Die Sehnsucht nach der wahren Liebe steckt in jedem Menschen – ob er eine autistische Störung hat oder nicht. Der Partner soll einfühlsam und verlässlich sein, liebevoll und treu. Die beiden sollen einander so annehmen, wie sie sind. Bei aller Gemeinsamkeit gibt es doch einige Besonderheiten, auf die zu achten ist, damit Familie und Partnerschaft von Menschen mit Autismus gelingen kann. Dies wurde bei einer Podiumsdiskussion mit den Referenten der Tagung „Autismus im Erwachsenenalter“ des Kompetenzzentrums Autismus Schwaben Nord vom Diözesancaritasverband Augsburg deutlich. „Alle haben die gleichen Wünsche nach Liebe“, sagte der Psychologe Matthias Huber, der selbst betroffen vom Asperger-Syndrom ist. Bei einem autistischen Menschen jedoch könne es sein, dass er diese Wünsche nicht so ausdrücken kann. Was bedeutet es, verliebt zu sein? Geht man da ins Kino? Muss man danach noch was trinken gehen? Wenn ich heute Ja sage, muss ich dann immer Ja sagen? Bin ich da nicht sozial erschöpft? All diese Fragen können, so Huber, auf einen autistischen Menschen einstürzen.
Therapeutin Susanne Maróthy-Keller, die Erwachsene mit Autismus in ihrer Praxis begleitet, wies darauf
hin, wie wichtig für ihre Klienten Rückzugsmöglichkeiten sind. Sie erzählte von einer 36-Jährigen, für die es ein Bedürfnis war, jeden Abend für eine halbe Stunde alleine spazieren gehen zu dürfen. Deutlich wurde in dieser Runde auch, wie hilfreich es für die Paare sein könne, dass sie sich ihre eigenen Regeln setzen. „Sie geben ein Gleis vor, damit die Beziehung nicht aus den Fugen gerät“, meinte Dr. Franziska Gaese, Fachärztin für Psychologie und Psychotherapie. Es sollten jedoch nicht zu viele Ausnahmen von den Regeln gemacht werden. Das schließe jedoch nicht aus, dass die Regeln immer wieder einmal überprüft und neu angesprochen werden.
Klarheit sei auch in der Kommunikation der Partner von besonderer Bedeutung. „Menschen mit Autismus sind sehr klar in dem, was sie sagen“, wies Matthias Huber hin, „sie reden nicht um sieben Ecken herum“. Was für manche befremdlich klingen könnte, etwa dass ein Mensch mit Autismus viel von seinem Spezialinteresse erzähle, könne bedeuten, dass er, so Huber, „nur dem davon erzählt, den er mag“.

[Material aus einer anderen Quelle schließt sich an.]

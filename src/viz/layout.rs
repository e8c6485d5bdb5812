//! Pixel geometry for the bar chart: scales, ticks, hit testing, and the
//! entrance animation. Backend-agnostic so the desktop viewer and tests can
//! share it.

use super::types::{BAR_FILL, Y_HEADROOM};
use crate::format::{format_inr, format_usd_billions};
use crate::models::{Observation, Series};

/// Seconds each bar takes to grow to full height.
pub const BAR_GROW_SECS: f64 = 1.0;
/// Delay between consecutive bars starting to grow.
pub const BAR_STAGGER_SECS: f64 = 0.05;

/// Axis-aligned rectangle in pixels, `y0 <= y1` (screen y grows downwards).
#[derive(Debug, Clone, Copy, PartialEq)]
pub struct BarRect {
    pub x0: f64,
    pub y0: f64,
    pub x1: f64,
    pub y1: f64,
}

impl BarRect {
    pub fn contains(&self, x: f64, y: f64) -> bool {
        x >= self.x0 && x <= self.x1 && y >= self.y0 && y <= self.y1
    }

    pub fn height(&self) -> f64 {
        self.y1 - self.y0
    }
}

/// Upper end of the value axis: the tallest bar plus 10% headroom.
pub fn y_domain_max(series: &Series) -> f64 {
    match series.max_value() {
        Some(m) if m > 0.0 => m * Y_HEADROOM,
        _ => 1.0,
    }
}

#[derive(Debug, Clone, PartialEq)]
pub struct BarLayout {
    width: f64,
    height: f64,
    padding: f64,
    min_year: i32,
    max_year: i32,
    y_max: f64,
    bar_width: f64,
}

impl BarLayout {
    /// `None` for an empty series.
    pub fn new(series: &Series, width: f64, height: f64, padding: f64) -> Option<Self> {
        let (min_year, max_year) = series.year_span()?;
        let inner = (width - 2.0 * padding).max(1.0);
        let slots = (max_year - min_year + 1) as f64;
        Some(Self {
            width,
            height,
            padding,
            min_year,
            max_year,
            y_max: y_domain_max(series),
            bar_width: inner / slots * BAR_FILL,
        })
    }

    pub fn bar_width(&self) -> f64 {
        self.bar_width
    }

    pub fn y_max(&self) -> f64 {
        self.y_max
    }

    /// Screen y of the value axis zero line.
    pub fn baseline(&self) -> f64 {
        self.height - self.padding
    }

    /// Centre of the slot for `year`.
    pub fn x_for_year(&self, year: i32) -> f64 {
        let inner = self.width - 2.0 * self.padding;
        let slots = (self.max_year - self.min_year + 1) as f64;
        let slot = inner / slots;
        self.padding + slot * ((year - self.min_year) as f64 + 0.5)
    }

    pub fn y_for_value(&self, v: f64) -> f64 {
        let inner = self.height - 2.0 * self.padding;
        self.baseline() - (v / self.y_max).clamp(0.0, 1.0) * inner
    }

    /// Bar for `obs` grown to `progress` in `0..=1`.
    pub fn bar_rect(&self, obs: &Observation, progress: f64) -> BarRect {
        let cx = self.x_for_year(obs.year);
        let full_top = self.y_for_value(obs.value);
        let base = self.baseline();
        let top = base - (base - full_top) * progress.clamp(0.0, 1.0);
        BarRect {
            x0: cx - self.bar_width / 2.0,
            y0: top,
            x1: cx + self.bar_width / 2.0,
            y1: base,
        }
    }

    /// Index (in series order) of the fully grown bar under `(x, y)`.
    pub fn hit_test(&self, series: &Series, x: f64, y: f64) -> Option<usize> {
        series
            .iter()
            .position(|o| self.bar_rect(o, 1.0).contains(x, y))
    }

    /// Round-number ticks from zero up to the top of the value axis.
    pub fn value_ticks(&self, approx_count: usize) -> Vec<f64> {
        let step = nice_step(self.y_max, approx_count.max(1));
        let mut out = Vec::new();
        let mut v = 0.0;
        while v <= self.y_max + step * 1e-9 {
            out.push(v);
            v += step;
        }
        out
    }

    /// Years that get an axis label: every `every` years, aligned to multiples of it.
    pub fn year_ticks(&self, every: i32) -> Vec<i32> {
        let every = every.max(1);
        let first = self.min_year + (every - self.min_year.rem_euclid(every)) % every;
        (first..=self.max_year).step_by(every as usize).collect()
    }
}

/// Tick spacing of 1, 2, or 5 times a power of ten.
fn nice_step(max: f64, count: usize) -> f64 {
    let raw = max / count as f64;
    if raw <= 0.0 || !raw.is_finite() {
        return 1.0;
    }
    let mag = 10f64.powf(raw.log10().floor());
    let norm = raw / mag;
    let mult = if norm >= 50f64.sqrt() {
        10.0
    } else if norm >= 10f64.sqrt() {
        5.0
    } else if norm >= 2f64.sqrt() {
        2.0
    } else {
        1.0
    };
    mult * mag
}

/// Cubic ease-in-out.
fn ease_cubic(t: f64) -> f64 {
    if t < 0.5 {
        4.0 * t * t * t
    } else {
        1.0 - (-2.0 * t + 2.0).powi(3) / 2.0
    }
}

/// Growth of bar `index` after `elapsed` seconds of the entrance animation.
pub fn bar_progress(index: usize, elapsed: f64) -> f64 {
    let t = (elapsed - index as f64 * BAR_STAGGER_SECS) / BAR_GROW_SECS;
    ease_cubic(t.clamp(0.0, 1.0))
}

/// Whether all `bars` have finished growing.
pub fn animation_done(bars: usize, elapsed: f64) -> bool {
    let last = bars.saturating_sub(1) as f64;
    elapsed >= last * BAR_STAGGER_SECS + BAR_GROW_SECS
}

/// Tooltip text for a hovered bar: header, rupee row, dollar row.
pub fn tooltip_lines(obs: &Observation) -> [String; 3] {
    [
        obs.date.clone(),
        format!("GDP: {}", format_inr(obs.value)),
        format!("USD: {}", format_usd_billions(obs.value)),
    ]
}

#[cfg(test)]
mod tests {
    use super::*;

    fn series() -> Series {
        Series::new(vec![
            Observation::new("2022", 3000.0, 2022),
            Observation::new("2021", 2000.0, 2021),
            Observation::new("2020", 1000.0, 2020),
        ])
    }

    #[test]
    fn value_axis_has_headroom() {
        let l = BarLayout::new(&series(), 960.0, 540.0, 70.0).unwrap();
        assert!((l.y_max() - 3300.0).abs() < 1e-9);
        assert_eq!(l.y_for_value(0.0), 470.0);
    }

    #[test]
    fn bars_sit_in_year_slots() {
        let s = series();
        let l = BarLayout::new(&s, 960.0, 540.0, 70.0).unwrap();
        let slot = 820.0 / 3.0;
        assert!((l.x_for_year(2020) - (70.0 + slot / 2.0)).abs() < 1e-9);
        assert!((l.bar_width() - slot * 0.8).abs() < 1e-9);
        let newest = l.bar_rect(&s.observations()[0], 1.0);
        let oldest = l.bar_rect(&s.observations()[2], 1.0);
        assert!(newest.x0 > oldest.x1);
        assert!(newest.height() > oldest.height());
    }

    #[test]
    fn hit_test_finds_bar_under_pointer() {
        let s = series();
        let l = BarLayout::new(&s, 960.0, 540.0, 70.0).unwrap();
        let x = l.x_for_year(2021);
        assert_eq!(l.hit_test(&s, x, l.baseline() - 1.0), Some(1));
        assert_eq!(l.hit_test(&s, x, 1.0), None);
    }

    #[test]
    fn ticks_are_round_numbers() {
        let l = BarLayout::new(&series(), 960.0, 540.0, 70.0).unwrap();
        let ticks = l.value_ticks(10);
        assert_eq!(ticks.first(), Some(&0.0));
        assert!((ticks[1] - 500.0).abs() < 1e-9);
        assert!(*ticks.last().unwrap() <= l.y_max());
        assert_eq!(l.year_ticks(5), vec![2020]);
    }

    #[test]
    fn animation_staggers_bars() {
        assert_eq!(bar_progress(0, 0.0), 0.0);
        assert_eq!(bar_progress(0, 1.0), 1.0);
        assert!(bar_progress(1, 0.5) < bar_progress(0, 0.5));
        assert!(!animation_done(3, 1.05));
        assert!(animation_done(3, 1.2));
    }
}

Eine große Rolle in der Partnerschaft von Menschen mit Autismus spielt die Zeit – vor allem die Zeit für Erholung. Darauf wies Susanne Maróthy-Keller hin. Eng damit verbunden sei die soziale Wahrnehmung, die Achtsamkeit gegenüber sich selbst, aber auch gegenüber den Bedürfnissen des anderen. Viele Menschen mit Autismus könnten dies nicht so verbalisieren, meinte Maróthy-Keller. Auch hier brauche es Zeit, um aneinander zu reifen und zu lernen, einander ehrlich zu sagen, welche Bedürfnisse man habe.
Träume, Visionen von der wahren Liebe, das eint Menschen mit oder ohne Autismus. Christian Huber: „Kängurus fotografieren, irgendwohin fliegen, diesen Kuchen essen“, natürlich hätten auch autistische Menschen solche Träume. Schwieriger jedoch sei es für sie zu wissen, wie solche Träume umzusetzen sind. „Da braucht es oft mal mehr Zeit, um sich da hineinzudenken“, so Huber. Am Beispiel eines jungen Paares, beide Autisten, zeigte Franziska Gaese auf, dass man sich oft von den klassischen Vorstellungen vom Verliebt sein lösen müsse. Verbindend sei bei diesem Paar das gemeinsame Interesse gewesen: Der eine Partner schreibt Geschichten, der andere illustriert sie.